ONS also applies the principle of proportionality in taking action in response to suspected breaches of data confidentiality. Further information is set out in the research data access and accreditation: non-compliance and breaches policy.

Principle 6: Accreditation

All accredited persons working on a research project must remain accredited for the duration of the project and at all times when processing, accessing or using the data, and they must therefore observe the requirements for the maintenance of accreditation (such as training obligations). Data holders and accredited processors are required to ensure that where they disclose or make data available to other processors or researchers, it is done for the specific purposes set out and only to a person that is accredited for the function they are fulfilling.

The ONS will ensure that it exercises its accreditation function in a way that is free from the influence of organisational, political or personal interests and that applicants (or those whose accreditation is suspended or removed) have recourse to appropriate appeal mechanisms.

The ONS will publish criteria and guidance on the accreditation of persons, projects and processors. These will set out the accreditation processes so that users know what to expect and can hold the ONS to account if its performance falls short of expectation. To ensure that the ONS’s processes and access to research data is transparent, the ONS will publish and update:

  • criteria for accreditation and withdrawal of accreditation
  • a list of persons and organisations with access to ONS research data and the purpose for which access has been granted
  • details of the service we will provide to accredit persons and processors
  • details of the conditions that we associate with accreditation (for example, full researcher accreditation will last for a period of five years)
  • this research support and data access policy and the annexed non-compliance and breaches policy
  • details of the process for appeals against decisions on the accreditation of researchers, projects and/or processors

Principle 7: Retention and onward disclosure

Third-party data processors can only retain pre-processed and identified data for a limited time, as necessary for them to discharge their function. The ONS will take account of guidance issued by the UKSA on the accreditation of processors under the DEA.

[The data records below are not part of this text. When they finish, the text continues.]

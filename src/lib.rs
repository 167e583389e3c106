//! # docrag
//!
//! Multi-tenant retrieval-augmented document question answering.
//!
//! ## Overview
//!
//! `docrag` ingests documents per tenant into a semantic vector index,
//! retrieves the passages most relevant to a question, and composes a
//! grounded prompt for a language-model backend — with a relevance gate
//! that falls back to a plain conversational answer when retrieval is not
//! confident enough to trust.
//!
//! Each tenant is fully isolated: its own index, configuration, and
//! model backend, persisted under its own directory. [`TenantManager`]
//! constructs tenants lazily with single-flight semantics, and
//! [`RagService`] is the facade a bot front-end or HTTP layer calls.
//!
//! ## Quick start
//!
//! ```rust,ignore
//! use std::sync::Arc;
//! use docrag::{ApiProviderFactory, RagService, TenantConfig};
//!
//! let service = RagService::new("./data", Arc::new(ApiProviderFactory));
//! service.create_tenant("acme", &TenantConfig::default())?;
//!
//! service.ingest_text("acme", "Paris is the capital of France.", Default::default()).await?;
//! service.save("acme").await?;
//!
//! let answer = service.ask("acme", "What is the capital of France?", &[]).await?;
//! println!("{} (grounded: {})", answer.text, answer.used_context);
//! ```
//!
//! ## Capabilities
//!
//! Embedding and generation are abstract capabilities
//! ([`EmbeddingProvider`], [`LanguageModel`]) resolved once per tenant by
//! a [`ProviderFactory`]. Shipped backends:
//!
//! - [`OpenAiEmbeddings`] / [`OpenAiLm`] — the OpenAI API, or any
//!   OpenAI-compatible server
//! - [`OpenRouterLm`] — gateway-routed models via OpenRouter
//! - [`mock`] — deterministic offline implementations for tests

pub mod chunking;
pub mod config;
pub mod document;
pub mod embedding;
pub mod error;
pub mod generate;
pub mod index;
pub mod ingest;
pub mod llm;
pub mod mock;
pub mod openai;
pub mod openrouter;
pub mod pipeline;
pub mod retriever;
pub mod service;
pub mod tenant;

pub use chunking::{Chunker, FixedSizeChunker};
pub use config::{LmProvider, TenantConfig, TenantConfigBuilder};
pub use document::{ChatMessage, Chunk, Document, RetrievalResult, Role};
pub use embedding::EmbeddingProvider;
pub use error::{RagError, Result};
pub use generate::Generator;
pub use index::{SharedIndex, VectorIndex};
pub use ingest::{DocumentIngestor, IngestFailure, IngestReport};
pub use llm::LanguageModel;
pub use openai::{OpenAiEmbeddings, OpenAiLm};
pub use openrouter::OpenRouterLm;
pub use pipeline::{Answer, RagPipeline};
pub use retriever::Retriever;
pub use service::RagService;
pub use tenant::{ApiProviderFactory, ProviderFactory, Tenant, TenantManager};
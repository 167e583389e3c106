//! Document chunking.
//!
//! Provides the [`Chunker`] trait and [`FixedSizeChunker`], which splits
//! text into overlapping windows so semantic units are not lost at hard
//! chunk boundaries.

use crate::document::{Chunk, Document};

/// A strategy for splitting documents into chunks.
///
/// Implementations produce [`Chunk`]s with text and metadata but no
/// embeddings. Embeddings are attached later by the ingestor.
pub trait Chunker: Send + Sync {
    /// Split a document into chunks.
    ///
    /// Returns an empty `Vec` if the document has empty text.
    /// Each returned chunk has an empty embedding vector.
    fn chunk(&self, document: &Document) -> Vec<Chunk>;
}

/// Splits text into fixed-size windows by character count with configurable
/// overlap between consecutive windows.
///
/// Chunk IDs are generated as `{document_id}_{chunk_index}`. Each chunk
/// inherits the parent document's metadata plus `chunk_index` and
/// `total_chunks` fields. Window boundaries fall on `char` boundaries, so
/// multi-byte text is never split mid-character.
#[derive(Debug, Clone)]
pub struct FixedSizeChunker {
    chunk_size: usize,
    chunk_overlap: usize,
}

impl FixedSizeChunker {
    /// Create a new `FixedSizeChunker`.
    ///
    /// # Arguments
    ///
    /// * `chunk_size` — maximum number of characters per chunk
    /// * `chunk_overlap` — number of overlapping characters between
    ///   consecutive chunks; must be less than `chunk_size`
    pub fn new(chunk_size: usize, chunk_overlap: usize) -> Self {
        debug_assert!(chunk_overlap < chunk_size);
        Self { chunk_size, chunk_overlap }
    }

    /// Split raw text into window strings without building [`Chunk`]s.
    fn windows(&self, text: &str) -> Vec<String> {
        if text.is_empty() {
            return Vec::new();
        }

        // Byte offsets of every char boundary, including the end of the text.
        let boundaries: Vec<usize> =
            text.char_indices().map(|(i, _)| i).chain(std::iter::once(text.len())).collect();
        let char_count = boundaries.len() - 1;

        let step = self.chunk_size.saturating_sub(self.chunk_overlap).max(1);
        let mut windows = Vec::new();
        let mut start = 0;

        while start < char_count {
            let end = (start + self.chunk_size).min(char_count);
            windows.push(text[boundaries[start]..boundaries[end]].to_string());
            if end == char_count {
                break;
            }
            start += step;
        }

        windows
    }
}

impl Chunker for FixedSizeChunker {
    fn chunk(&self, document: &Document) -> Vec<Chunk> {
        let windows = self.windows(&document.text);
        let total = windows.len();

        windows
            .into_iter()
            .enumerate()
            .map(|(i, text)| {
                let mut metadata = document.metadata.clone();
                metadata.insert("chunk_index".to_string(), i.to_string());
                metadata.insert("total_chunks".to_string(), total.to_string());
                Chunk {
                    id: format!("{}_{i}", document.id),
                    text,
                    embedding: Vec::new(),
                    metadata,
                    document_id: document.id.clone(),
                }
            })
            .collect()
    }
}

As a data processor under the SRSA, the ONS makes de-identified data available to researchers and for research where the following criteria are met:

  • the data supplier has agreed to let the ONS make the de-identified data available to additional individuals and/or for additional research projects
  • the ONS remains fully accredited as a data processor for its disclosure function
  • the researcher and the research project are fully accredited for the use of these data

Data processors must ensure that any data released to, and subsequently retained by, researchers for further analysis or publication undergoes a process of disclosure control to minimise the risk of its re-identification or other misuse of the data. In line with the requirements set out under the principles outlined here, data should never be disclosed, made available in de-identified form or passed to any parties who are not suitably accredited under these powers.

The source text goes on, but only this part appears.